Task statement » The records below must be retyped exactly.

Information provided »
• • • •

impl Wal {
    /// Open or create the journal at `path` and scan its records.
    pub fn open(path: &Path) -> FsResult<Wal> {
        let mut file = OpenOptions::new()
            .read(true)
            .write(true)
            .create(true)
            .truncate(false)
            .open(path)?;
        let len = file.metadata()?.len();

        let header = if len < WAL_HEADER_LEN {
            let header = WalFileHeader {
                magic: WAL_MAGIC,
                version: U32::new(WAL_VERSION),
                head_lsn: U64::new(1),
                tail_lsn: U64::new(0),
                checkpoint_lsn: U64::new(0),
                flags: U32::new(WalFlags::CLEAN.bits()),
                reserved: [0; 28],
            };
            file.set_len(0)?;
            file.seek(SeekFrom::Start(0))?;
            file.write_all(header.as_bytes())?;
            file.sync_data()?;
            header
        } else {
            let mut buf = [0u8; WAL_HEADER_LEN as usize];
            file.seek(SeekFrom::Start(0))?;
            file.read_exact(&mut buf)?;
            let header =
                WalFileHeader::read_from_bytes(&buf).map_err(|_| FsError::Io)?;
            if header.magic != WAL_MAGIC {
                error!("{} is not a RAZORFS journal", path.display());
                return Err(FsError::Io);
            }
            if header.version.get() != WAL_VERSION {
                error!(
                    "journal {} is version {}, expected {WAL_VERSION}",
                    path.display(),
                    header.version.get()
                );
                return Err(FsError::Io);
            }
            header
        };

        let scan = scan_records(&mut file)?;
        if scan.torn {
            warn!(
                "journal {} has a torn tail after lsn {}; discarding it",
                path.display(),
                scan.max_lsn
            );
        }
        // Drop everything behind the last well-framed record so stale
        // bytes can never masquerade as future records.
        file.set_len(scan.end_off)?;

        let clean = WalFlags::from_bits_truncate(header.flags.get()).contains(WalFlags::CLEAN);
        let checkpoint_lsn = header.checkpoint_lsn.get();
        let unapplied = scan
            .records
            .iter()
            .any(|r| r.lsn > checkpoint_lsn && r.record != WalRecord::Checkpoint);
        let needs_recovery = !clean || unapplied;

        Ok(Wal {
            path: path.to_path_buf(),
            needs_recovery,
            inner: Mutex::new(WalInner {
                file,
                head_off: scan.end_off,
                next_lsn: header.head_lsn.get().max(scan.max_lsn + 1),
                next_txn: scan.max_txn.wrapping_add(1).max(1),
                checkpoint_lsn,
                clean,
                open_txns: 0,
            }),
        })
    }

    /// Whether the last shutdown was unclean or unapplied records follow
    /// the last checkpoint.
    pub fn needs_recovery(&self) -> bool {
        self.needs_recovery
    }

    /// All well-framed records currently in the log, in order.
    pub fn records(&self) -> FsResult<Vec<ScannedRecord>> {
        let mut inner = self.inner.lock();
        Ok(scan_records(&mut inner.file)?.records)
    }

    /// Bytes the journal currently occupies.
    pub fn size(&self) -> u64 {
        self.inner.lock().head_off
    }

    /// Start a transaction; writes the BEGIN record.
    pub fn begin(&self) -> FsResult<TxnId> {
        let mut inner = self.inner.lock();
        if inner.clean {
            inner.clean = false;
            write_header_locked(&mut inner)?;
        }
        let txn = TxnId(inner.next_txn);
        inner.next_txn = inner.next_txn.wrapping_add(1).max(1);
        append_locked(&mut inner, txn.0, &WalRecord::Begin)?;
        inner.open_txns += 1;
        Ok(txn)
    }

    /// Stage a mutation record inside `txn`.
    pub fn append(&self, txn: TxnId, record: &WalRecord) -> FsResult<()> {
        let mut inner = self.inner.lock();
        append_locked(&mut inner, txn.0, record)
    }

    /// Write COMMIT and force everything to storage.
    pub fn commit(&self, txn: TxnId) -> FsResult<()> {
        let mut inner = self.inner.lock();
        append_locked(&mut inner, txn.0, &WalRecord::Commit)?;
        inner.file.sync_data()?;
        inner.open_txns = inner.open_txns.saturating_sub(1);
        Ok(())
    }

    /// Write ABORT; the transaction's staged records become dead weight
    /// until the next checkpoint truncates them.
    pub fn abort(&self, txn: TxnId) -> FsResult<()> {
        let mut inner = self.inner.lock();
        append_locked(&mut inner, txn.0, &WalRecord::Abort)?;
        inner.open_txns = inner.open_txns.saturating_sub(1);
        Ok(())
    }

    /// Record that the region reflects all committed state, then retire
    /// the replayed records.
    ///
    /// The caller guarantees quiescence (it holds the global tree write
    /// lock or is the only thread).
    pub fn checkpoint(&self) -> FsResult<()> {
        let mut inner = self.inner.lock();
        let lsn = inner.next_lsn;
        append_locked(&mut inner, 0, &WalRecord::Checkpoint)?;
        inner.file.sync_data()?;

        inner.checkpoint_lsn = lsn;
        if inner.open_txns == 0 {
            // Nothing in flight: the whole record area is retired.
            inner.file.set_len(WAL_HEADER_LEN)?;
            inner.head_off = WAL_HEADER_LEN;
        }
        write_header_locked(&mut inner)?;
        inner.file.sync_data()?;
        Ok(())
    }

    /// Mark the journal clean. Called after the final checkpoint of an
    /// unmount, or at the end of recovery.
    pub fn mark_clean(&self) -> FsResult<()> {
        let mut inner = self.inner.lock();
        inner.clean = true;
        write_header_locked(&mut inner)?;
        inner.file.sync_data()?;
        Ok(())
    }

    /// Force pending journal bytes to storage (fsync surface).
    pub fn sync(&self) -> FsResult<()> {
        self.inner.lock().file.sync_data()?;
        Ok(())
    }
}

impl std::fmt::Debug for Wal {
    fn fmt(&self, f: &mut std::fmt::Formatter<'_>) -> std::fmt::Result {
        f.debug_struct("Wal")
            .field("path", &self.path)
            .field("needs_recovery", &self.needs_recovery)
            .finish()
    }
}

fn record_crc(header: &RecordHeader, payload: &[u8]) -> u32 {
    let mut unsummed = *header;
    unsummed.crc32 = U32::new(0);
    let mut hasher = crc32fast::Hasher::new();
    hasher.update(unsummed.as_bytes());
    hasher.update(payload);
    hasher.finalize()
}

fn padded_len(payload_len: usize) -> usize {
    // Record headers are 24 bytes, so padding the payload to 8 keeps every
    // record word-aligned.
    RECORD_HEADER_LEN + payload_len.div_ceil(8) * 8
}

• • • •

Your solution »
impl Wal {
    /// Open or create the journal at `path` and scan its records.
    pub fn open(path: &Path) -> FsResult<Wal> {
        let mut file = OpenOptions::new()
            .read(true)
            .write(true)
            .create(true)
            .truncate(false)
            .open(path)?;
        let len = file.metadata()?.len();

        let header = if len < WAL_HEADER_LEN {
            let header = WalFileHeader {
                magic: WAL_MAGIC,
                version: U32::new(WAL_VERSION),
                head_lsn: U64::new(1),
                tail_lsn: U64::new(0),
                checkpoint_lsn: U64::new(0),
                flags: U32::new(WalFlags::CLEAN.bits()),
                reserved: [0; 28],
            };
            file.set_len(0)?;
            file.seek(SeekFrom::Start(0))?;
            file.write_all(header.as_bytes())?;
            file.sync_data()?;
            header
        } else {
            let mut buf = [0u8; WAL_HEADER_LEN as usize];
            file.seek(SeekFrom::Start(0))?;
            file.read_exact(&mut buf)?;
            let header =
                WalFileHeader::read_from_bytes(&buf).map_err(|_| FsError::Io)?;
            if header.magic != WAL_MAGIC {
                error!("{} is not a RAZORFS journal", path.display());
                return Err(FsError::Io);
            }
            if header.version.get() != WAL_VERSION {
                error!(
                    "journal {} is version {}, expected {WAL_VERSION}",
                    path.display(),
                    header.version.get()
                );
                return Err(FsError::Io);
            }
            header
        };

        let scan = scan_records(&mut file)?;
        if scan.torn {
            warn!(
                "journal {} has a torn tail after lsn {}; discarding it",
                path.display(),
                scan.max_lsn
            );
        }
        // Drop everything behind the last well-framed record so stale
        // bytes can never masquerade as future records.
        file.set_len(scan.end_off)?;

        let clean = WalFlags::from_bits_truncate(header.flags.get()).contains(WalFlags::CLEAN);
        let checkpoint_lsn = header.checkpoint_lsn.get();
        let unapplied = scan
            .records
            .iter()
            .any(|r| r.lsn > checkpoint_lsn && r.record != WalRecord::Checkpoint);
        let needs_recovery = !clean || unapplied;

        Ok(Wal {
            path: path.to_path_buf(),
            needs_recovery,
            inner: Mutex::new(WalInner {
                file,
                head_off: scan.end_off,
                next_lsn: header.head_lsn.get().max(scan.max_lsn + 1),
                next_txn: scan.max_txn.wrapping_add(1).max(1),
                checkpoint_lsn,
                clean,
                open_txns: 0,
            }),
        })
    }

    /// Whether the last shutdown was unclean or unapplied records follow
    /// the last checkpoint.
    pub fn needs_recovery(&self) -> bool {
        self.needs_recovery
    }

    /// All well-framed records currently in the log, in order.
    pub fn records(&self) -> FsResult<Vec<ScannedRecord>> {
        let mut inner = self.inner.lock();
        Ok(scan_records(&mut inner.file)?.records)
    }

    /// Bytes the journal currently occupies.
    pub fn size(&self) -> u64 {
        self.inner.lock().head_off
    }

    /// Start a transaction; writes the BEGIN record.
    pub fn begin(&self) -> FsResult<TxnId> {
        let mut inner = self.inner.lock();
        if inner.clean {
            inner.clean = false;
            write_header_locked(&mut inner)?;
        }
        let txn = TxnId(inner.next_txn);
        inner.next_txn = inner.next_txn.wrapping_add(1).max(1);
        append_locked(&mut inner, txn.0, &WalRecord::Begin)?;
        inner.open_txns += 1;
        Ok(txn)
    }

    /// Stage a mutation record inside `txn`.
    pub fn append(&self, txn: TxnId, record: &WalRecord) -> FsResult<()> {
        let mut inner = self.inner.lock();
        append_locked(&mut inner, txn.0, record)
    }

    /// Write COMMIT and force everything to storage.
    pub fn commit(&self, txn: TxnId) -> FsResult<()> {
        let mut inner = self.inner.lock();
        append_locked(&mut inner, txn.0, &WalRecord::Commit)?;
        inner.file.sync_data()?;
        inner.open_txns = inner.open_txns.saturating_sub(1);
        Ok(())
    }

    /// Write ABORT; the transaction's staged records become dead weight
    /// until the next checkpoint truncates them.
    pub fn abort(&self, txn: TxnId) -> FsResult<()> {
        let mut inner = self.inner.lock();
        append_locked(&mut inner, txn.0, &WalRecord::Abort)?;
        inner.open_txns = inner.open_txns.saturating_sub(1);
        Ok(())
    }

    /// Record that the region reflects all committed state, then retire
    /// the replayed records.
    ///
    /// The caller guarantees quiescence (it holds the global tree write
    /// lock or is the only thread).
    pub fn checkpoint(&self) -> FsResult<()> {
        let mut inner = self.inner.lock();
        let lsn = inner.next_lsn;
        append_locked(&mut inner, 0, &WalRecord::Checkpoint)?;
        inner.file.sync_data()?;

        inner.checkpoint_lsn = lsn;
        if inner.open_txns == 0 {
            // Nothing in flight: the whole record area is retired.
            inner.file.set_len(WAL_HEADER_LEN)?;
            inner.head_off = WAL_HEADER_LEN;
        }
        write_header_locked(&mut inner)?;
        inner.file.sync_data()?;
        Ok(())
    }

    /// Mark the journal clean. Called after the final checkpoint of an
    /// unmount, or at the end of recovery.
    pub fn mark_clean(&self) -> FsResult<()> {
        let mut inner = self.inner.lock();
        inner.clean = true;
        write_header_locked(&mut inner)?;
        inner.file.sync_data()?;
        Ok(())
    }

    /// Force pending journal bytes to storage (fsync surface).
    pub fn sync(&self) -> FsResult<()> {
        self.inner.lock().file.sync_data()?;
        Ok(())
    }
}

impl std::fmt::Debug for Wal {
    fn fmt(&self, f: &mut std::fmt::Formatter<'_>) -> std::fmt::Result {
        f.debug_struct("Wal")
            .field("path", &self.path)
            .field("needs_recovery", &self.needs_recovery)
            .finish()
    }
}

fn record_crc(header: &RecordHeader, payload: &[u8]) -> u32 {
    let mut unsummed = *header;
    unsummed.crc32 = U32::new(0);
    let mut hasher = crc32fast::Hasher::new();
    hasher.update(unsummed.as_bytes());
    hasher.update(payload);
    hasher.finalize()
}

fn padded_len(payload_len: usize) -> usize {
    // Record headers are 24 bytes, so padding the payload to 8 keeps every
    // record word-aligned.
    RECORD_HEADER_LEN + payload_len.div_ceil(8) * 8
}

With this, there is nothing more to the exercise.